Upon arrival at her home port, she underwent minor modifications, which took into account observations made during the two first crossings (this was typical for a liner after its first round trip). Two more round trips took place in the second half of June and the whole of July of that year. Her architect Leonard Peskett was on board during those trips to note any defect and room for improvement. In total, 11,208 passengers travelled on the ship during her first six crossings. Her career was abruptly interrupted by the outbreak of World War I, which removed her from passenger service for six years.
In June 1914 Archduke Franz Ferdinand of Austria was assassinated, and the world was soon plunged into World War I. Aquitania was converted into an armed merchant cruiser on 5 August 1914, for which provision had been made in her design. On 8 August, having been rid of decorative elements and armed with guns, she was sent on patrol. On 22 August, she collided with a liner named Canadian. Shortly after, the Admiralty found that large liners were too expensive to operate as cruisers. On 30 September, she was repaired, disarmed, and returned to Cunard Line.
After being idle for a time, in the spring of 1915 she was recalled by the Admiralty and converted into a troopship, and made voyages to the Dardanelles, sometimes running alongside Britannic or Mauretania. Around 30,000 men were transported on the ship to the battlefield between May and August of that year. Aquitania then was converted into a hospital ship, and acted in that role during the Dardanelles campaign. In 1916, the year that White Star's flagship, and one of Aquitania's main rivals, Britannic, was sunk, Aquitania was returned to the trooping front, and then in 1917 was laid up in the Solent. In 1918, now under the command of James Charles, the ship was back on the high seas in troopship service, conveying North American troops to Britain. Many of these departures were from the port of Halifax, Nova Scotia where the ship's dazzle paint scheme was captured by artists and photographers, including Antonio Jacobsen. On one occasion Aquitania transported over 8,000 men. During her nine voyages, she transported approximately a total of 60,000 men. During this period, she collided with USS Shaw and tore apart its bow. The accident killed a dozen members of the American ship's crew.
After the end of the war, in December 1918, Aquitania was dismissed from military service.
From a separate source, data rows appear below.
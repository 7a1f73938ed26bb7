use color_eyre::Section;
use gray_matter::{Matter, engine::YAML};
use serde_json::{Map, Value};

use crate::types::Frontmatter;

/// A markdown source split into its frontmatter and body.
#[derive(Clone, Debug, Default, PartialEq)]
pub struct ParsedSource {
    pub frontmatter: Frontmatter,
    /// Body with the frontmatter block removed.
    pub content: String,
}

impl TryFrom<&str> for ParsedSource {
    type Error = color_eyre::Report;

    fn try_from(value: &str) -> Result<Self, Self::Error> {
        let matter = Matter::<YAML>::new();
        matter
            .parse::<Map<String, Value>>(value)
            .with_note(|| "While parsing frontmatter.")
            .map(|res| Self {
                frontmatter: Frontmatter::from_map(res.data.unwrap_or_default()),
                content: res.content,
            })
    }
}

impl ParsedSource {
    /// Keep the whole text as the body when the frontmatter cannot be read.
    pub fn body_only(value: &str) -> Self {
        Self {
            frontmatter: Frontmatter::default(),
            content: value.to_string(),
        }
    }
}

#[cfg(test)]
mod tests;
// SPDX-License-Identifier: BUSL-1.1
// Copyright (c) 2026 Huddle contributors

//! Room State Store — the single owner of one room's live state.
//!
//! A [`RoomService`] owns at most one [`Transport`] at a time and applies
//! every inbound broadcast as a state transition on the [`RoomState`]
//! aggregate. Observers subscribe through `tokio::sync::watch` channels,
//! which replay the latest value to new subscribers and never expose a
//! half-applied transition.
//!
//! Construct one instance at the composition root and hand it to the
//! presentation layer; there is deliberately no global singleton.

use std::cmp::Ordering;
use std::collections::VecDeque;
use std::sync::Arc;

use chrono::{DateTime, Utc};
use tokio::sync::{broadcast, mpsc, watch, Mutex};
use tracing::{debug, info, warn};
use uuid::Uuid;

use crate::config::Config;
use crate::identity::IdentityStore;
use crate::model::{LeaderboardEntry, Message, Proposal, Room, RoomState, Round};
use crate::transport::{build_room_url, Transport, TransportConfig, TransportEvent};
use crate::wire::{Action, Broadcast};

/// Buffered multiplayer payloads per subscriber before lag drops the oldest.
const MULTIPLAYER_BUFFER: usize = 64;

pub struct RoomService {
    config: Config,
    identity: Arc<IdentityStore>,
    state_tx: watch::Sender<RoomState>,
    room_tx: watch::Sender<Option<Room>>,
    multiplayer_tx: broadcast::Sender<serde_json::Value>,
    inner: Mutex<Inner>,
}

struct Inner {
    transport: Option<Transport>,
    room_id: Option<String>,
    pump: Option<tokio::task::JoinHandle<()>>,
    /// Actions issued before any room was ever selected; delivered on the
    /// first connect.
    parked: VecDeque<Action>,
}

impl RoomService {
    pub fn new(config: Config, identity: Arc<IdentityStore>) -> Self {
        let (state_tx, _) = watch::channel(RoomState::default());
        let (room_tx, _) = watch::channel(None);
        let (multiplayer_tx, _) = broadcast::channel(MULTIPLAYER_BUFFER);
        Self {
            config,
            identity,
            state_tx,
            room_tx,
            multiplayer_tx,
            inner: Mutex::new(Inner {
                transport: None,
                room_id: None,
                pump: None,
                parked: VecDeque::new(),
            }),
        }
    }

    // -- subscriptions ------------------------------------------------------

    /// The full aggregate. New subscribers immediately observe the current
    /// value, then every subsequent update.
    pub fn subscribe_state(&self) -> watch::Receiver<RoomState> {
        self.state_tx.subscribe()
    }

    /// Current room metadata only (header-style consumers).
    pub fn subscribe_room(&self) -> watch::Receiver<Option<Room>> {
        self.room_tx.subscribe()
    }

    /// Opaque multiplayer payloads, forwarded to the game surface without
    /// interpretation.
    pub fn subscribe_multiplayer(&self) -> broadcast::Receiver<serde_json::Value> {
        self.multiplayer_tx.subscribe()
    }

    /// Snapshot of the aggregate at this instant.
    pub fn state(&self) -> RoomState {
        self.state_tx.borrow().clone()
    }

    pub fn current_room(&self) -> Option<Room> {
        self.room_tx.borrow().clone()
    }

    pub async fn is_connected(&self) -> bool {
        self.inner.lock().await.transport.as_ref().is_some_and(Transport::is_connected)
    }

    // -- lifecycle ----------------------------------------------------------

    /// Connect to `room`. Idempotent for the room already live; a different
    /// room tears the old connection fully down first. The aggregate is
    /// reset to empty *before* the transport reports success, so observers
    /// never see a previous room's state.
    pub async fn connect(&self, room: Room) {
        self.connect_with(room, None).await;
    }

    /// Connect by id only, with placeholder metadata until
    /// [`RoomService::set_room`] supplies the real record.
    pub async fn connect_id(&self, room_id: &str) {
        self.connect_with(Room::placeholder(room_id), None).await;
    }

    async fn connect_with(&self, room: Room, queued: Option<Action>) {
        let mut inner = self.inner.lock().await;

        // A handle whose task has terminated (retries exhausted) does not
        // count: the same-room short-circuit must not wedge on it.
        let live = inner.transport.as_ref().is_some_and(Transport::is_alive);
        if live && inner.room_id.as_deref() == Some(room.id.as_str()) {
            debug!(room = %room.id, "already connected to this room");
            if let (Some(action), Some(transport)) = (queued, inner.transport.as_ref()) {
                transport.send(action);
            }
            return;
        }

        self.teardown(&mut inner);
        self.room_tx.send_replace(Some(room.clone()));
        self.state_tx.send_replace(RoomState::default());

        let url = build_room_url(
            &self.config.ws_url,
            &room.id,
            &self.identity.username(),
            &self.identity.password(),
        );
        let (transport, events) = Transport::connect(TransportConfig {
            url,
            room_id: room.id.clone(),
            max_attempts: self.config.max_reconnects,
            base_delay: self.config.reconnect_base,
        });

        if let Some(action) = queued {
            transport.send(action);
        }
        while let Some(action) = inner.parked.pop_front() {
            transport.send(action);
        }

        let pump = tokio::spawn(pump_events(
            events,
            self.state_tx.clone(),
            self.multiplayer_tx.clone(),
            room.id.clone(),
        ));
        inner.room_id = Some(room.id.clone());
        inner.transport = Some(transport);
        inner.pump = Some(pump);
        info!(room = %room.id, "room connection initiated");
    }

    /// Tear everything down and clear the published state. Idempotent.
    pub async fn disconnect(&self) {
        let mut inner = self.inner.lock().await;
        self.teardown(&mut inner);
        inner.room_id = None;
        inner.parked.clear();
        self.room_tx.send_replace(None);
        self.state_tx.send_replace(RoomState::default());
    }

    /// Stop the transport and the event pump. The pump is aborted before
    /// any state reset so a broadcast already in flight cannot land in the
    /// next room's aggregate.
    fn teardown(&self, inner: &mut Inner) {
        if let Some(pump) = inner.pump.take() {
            pump.abort();
        }
        if let Some(transport) = inner.transport.take() {
            transport.disconnect();
        }
    }

    /// Update the room metadata (e.g. after the REST record arrives).
    pub fn set_room(&self, room: Room) {
        self.room_tx.send_replace(Some(room));
    }

    // -- REST snapshot priming ----------------------------------------------

    pub fn set_messages(&self, mut messages: Vec<Message>) {
        messages.sort_by(|a, b| a.created.cmp(&b.created));
        self.state_tx.send_modify(|state| state.messages = messages);
    }

    pub fn set_proposals(&self, mut proposals: Vec<Proposal>) {
        proposals.sort_by(|a, b| b.vote_count.cmp(&a.vote_count));
        self.state_tx.send_modify(|state| state.proposals = proposals);
    }

    pub fn set_round(&self, round: Option<Round>) {
        self.state_tx.send_modify(|state| state.current_round = round);
    }

    pub fn set_leaderboard(&self, mut leaderboard: Vec<LeaderboardEntry>) {
        sort_leaderboard(&mut leaderboard);
        self.state_tx.send_modify(|state| state.leaderboard = leaderboard);
    }

    // -- actions ------------------------------------------------------------

    pub async fn send_message(&self, message: impl Into<String>) {
        self.dispatch(Action::ChatAction { message: message.into() }).await;
    }

    pub async fn create_proposal(&self, text: impl Into<String>) {
        self.dispatch(Action::ProposalAction { proposal: text.into() }).await;
    }

    pub async fn vote(&self, proposal_id: &str) {
        self.dispatch(Action::VoteAction { proposal_id: proposal_id.to_owned() }).await;
    }

    pub async fn delete_vote(&self, proposal_id: &str) {
        self.dispatch(Action::UnvoteAction { proposal_id: proposal_id.to_owned() }).await;
    }

    pub async fn create_leaderboard_entry(&self, score: f64) {
        self.dispatch(Action::LeaderboardAction { entry: score }).await;
    }

    pub async fn send_multiplayer(&self, payload: serde_json::Value) {
        self.dispatch(Action::RoundAction { round: payload }).await;
    }

    /// Deliver an action through the live transport, or transparently
    /// reconnect to the last-known room and queue it. Never an error to the
    /// caller.
    async fn dispatch(&self, action: Action) {
        let mut inner = self.inner.lock().await;
        if let Some(transport) = inner.transport.as_ref().filter(|t| t.is_alive()) {
            transport.send(action);
            return;
        }
        match inner.room_id.clone() {
            Some(room_id) => {
                warn!(room = %room_id, kind = action.kind(), "no live transport, reconnecting to deliver action");
                drop(inner);
                self.connect_with(Room::placeholder(&room_id), Some(action)).await;
            }
            None => {
                warn!(kind = action.kind(), "action issued before any room connection, parked");
                inner.parked.push_back(action);
            }
        }
    }
}

// ---------------------------------------------------------------------------
// State application
// ---------------------------------------------------------------------------

/// Drive transport events into the published state until the transport task
/// ends.
async fn pump_events(
    mut events: mpsc::UnboundedReceiver<TransportEvent>,
    state_tx: watch::Sender<RoomState>,
    multiplayer_tx: broadcast::Sender<serde_json::Value>,
    room_id: String,
) {
    while let Some(event) = events.recv().await {
        match event {
            TransportEvent::Opened => info!(room = %room_id, "room live"),
            TransportEvent::Broadcast(Broadcast::MultiplayerBroadcast { payload }) => {
                let _ = multiplayer_tx.send(payload);
            }
            TransportEvent::Broadcast(broadcast) => {
                // One send_modify per broadcast: observers see each
                // transition whole, even the cross-cutting round change.
                state_tx.send_modify(|state| {
                    apply_broadcast(state, &room_id, broadcast, Utc::now());
                });
            }
            TransportEvent::Closed { code, reason } => {
                debug!(room = %room_id, code, reason = %reason, "connection closed");
            }
            TransportEvent::Failed { fault, detail } => {
                warn!(room = %room_id, fault = %fault, "{detail}");
            }
        }
    }
}

/// Apply one broadcast to the aggregate.
///
/// `now` is the local clock used for synthesized system messages;
/// everything else carries server timestamps.
pub(crate) fn apply_broadcast(
    state: &mut RoomState,
    room_id: &str,
    broadcast: Broadcast,
    now: DateTime<Utc>,
) {
    match broadcast {
        Broadcast::ChatBroadcast { message, created, username, first_name } => {
            state.messages.push(Message {
                id: Uuid::new_v4().to_string(),
                room: room_id.to_owned(),
                username,
                first_name,
                message,
                created,
                kind: crate::model::MessageKind::User,
            });
            sort_messages(&mut state.messages);
        }
        Broadcast::ProposalBroadcast {
            id,
            round,
            proposal,
            vote_count,
            user_vote_id,
            created,
            username,
            first_name,
        } => {
            let snapshot = Proposal {
                id: id.clone(),
                room: room_id.to_owned(),
                round,
                username,
                first_name,
                text: proposal,
                vote_count,
                user_vote_id,
                created,
            };
            match state.proposals.iter_mut().find(|p| p.id == id) {
                Some(slot) => *slot = snapshot,
                None => state.proposals.push(snapshot),
            }
            state.proposals.sort_by(|a, b| b.vote_count.cmp(&a.vote_count));
        }
        Broadcast::RoundBroadcast { id, counter, duration, game, created } => {
            // The one cross-cutting transition: new round, proposal purge,
            // and the announcement message land together.
            state.proposals.retain(|p| p.round == id);
            state
                .messages
                .push(Message::system(room_id, format!("New Round #{counter} started!"), now));
            sort_messages(&mut state.messages);
            state.current_round = Some(Round {
                id,
                room: room_id.to_owned(),
                counter,
                duration,
                game,
                created,
            });
        }
        Broadcast::LeaderboardBroadcast { id, username, first_name, score, tries, created } => {
            let round = state.current_round.as_ref().map(|r| r.id.clone()).unwrap_or_default();
            let entry = LeaderboardEntry {
                id,
                room: room_id.to_owned(),
                round: round.clone(),
                username: username.clone(),
                first_name,
                score,
                tries,
                created,
            };
            let existing = state
                .leaderboard
                .iter_mut()
                .find(|e| e.username == username && e.round == round);
            match existing {
                Some(slot) => *slot = entry,
                None => state.leaderboard.push(entry),
            }
            sort_leaderboard(&mut state.leaderboard);
        }
        Broadcast::MultiplayerBroadcast { .. } | Broadcast::Unknown => {}
    }
}

/// Sort ascending by server timestamp; a stable sort keeps arrival order
/// for equal timestamps. Local system messages can race server clocks, so
/// arrival order alone is not enough.
fn sort_messages(messages: &mut [Message]) {
    messages.sort_by(|a, b| a.created.cmp(&b.created));
}

/// Descending by score, ties in arrival order (stable sort).
fn sort_leaderboard(leaderboard: &mut [LeaderboardEntry]) {
    leaderboard.sort_by(|a, b| b.score.partial_cmp(&a.score).unwrap_or(Ordering::Equal));
}

#[cfg(test)]
#[path = "store_tests.rs"]
mod tests;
She collided with the British cargo ship Lord Dufferin at New York in the United States on 28 February 1919. Lord Dufferin sank and Aquitania rescued her crew. Lord Dufferin was later refloated and beached.
In June 1919, Aquitania ran a Cunard "austerity service" between Southampton and New York. In December of that year Aquitania was docked at the Armstrong Whitworth yards in Newcastle to be refitted for post-war service. The ship was converted from coal burner to oil-fired, which greatly reduced the number of engine room crew required. The original fittings and art pieces, removed when refitted for military use, were brought out of storage and re-installed. At some point during this time, a new wheelhouse was constructed above the original one as the officers had complained about the visibility over the ship's bow. The second wheelhouse can be seen in later pictures of the era and the original wheelhouse area below had the windows plated in.
Aquitania resumed her commercial service on 17 July 1920, leaving from Liverpool with 2,433 passengers on board. The crossing was a success; the ship maintained good speed while showing that now being oil-fueled was much cheaper than coal-fueled propulsion. The ship's arrival in New York Harbor was filmed as part of the pioneering 1921 documentary Manhatta, in which she is seen being pushed to her destination by tugboats. The months that followed were just as promising, despite a stewards' strike in May 1921. At the beginning of the decade, Aquitania was the only large liner in the service of Cunard Line as the Mauretania was undergoing repair after a fire. The year 1921 was thus an exceptional year for her; she broke a record by transporting around 60,000 passengers that year. In the following year, the Mauretania rejoined her in Cunard service. Aquitania operated in service with the Mauretania and Berengaria (formerly the German liner Imperator) in a trio known as "The Big Three."
In 1924, a new restriction on immigration was passed in the United States, causing the number of third-class passengers to decline significantly. From about 26,000 third-class passengers transported by Aquitania in 1921, the figure fell to about 8,200 third-class passengers in 1925. The number of crew was thus reduced to around 850 people from the original 1,200. The third class was no longer the key to the profitability of the liner, and so the company had to adapt. The third-class gradually became a tourist class, which offered decent service at a low price. In 1926, the ship underwent a major overhaul, which reduced the passenger capacity from around 3,300 to around 2,200.
Still, the Cunard Line benefited from prohibition in the United States, which started in 1919. American liners were legally part of the territory of the United States, and thus alcoholic beverages could not be served on them. Passengers who wanted to drink therefore travelled on British liners in order to do so. Aquitania enjoyed great success, making much profit for her company. In 1929, she underwent a major refit. A bathroom was added to many first-class cabins, and the tourist class was renovated. While new competitors, such as the German liner SS Bremen, entered service, Aquitania remained particularly popular after fifteen years of service.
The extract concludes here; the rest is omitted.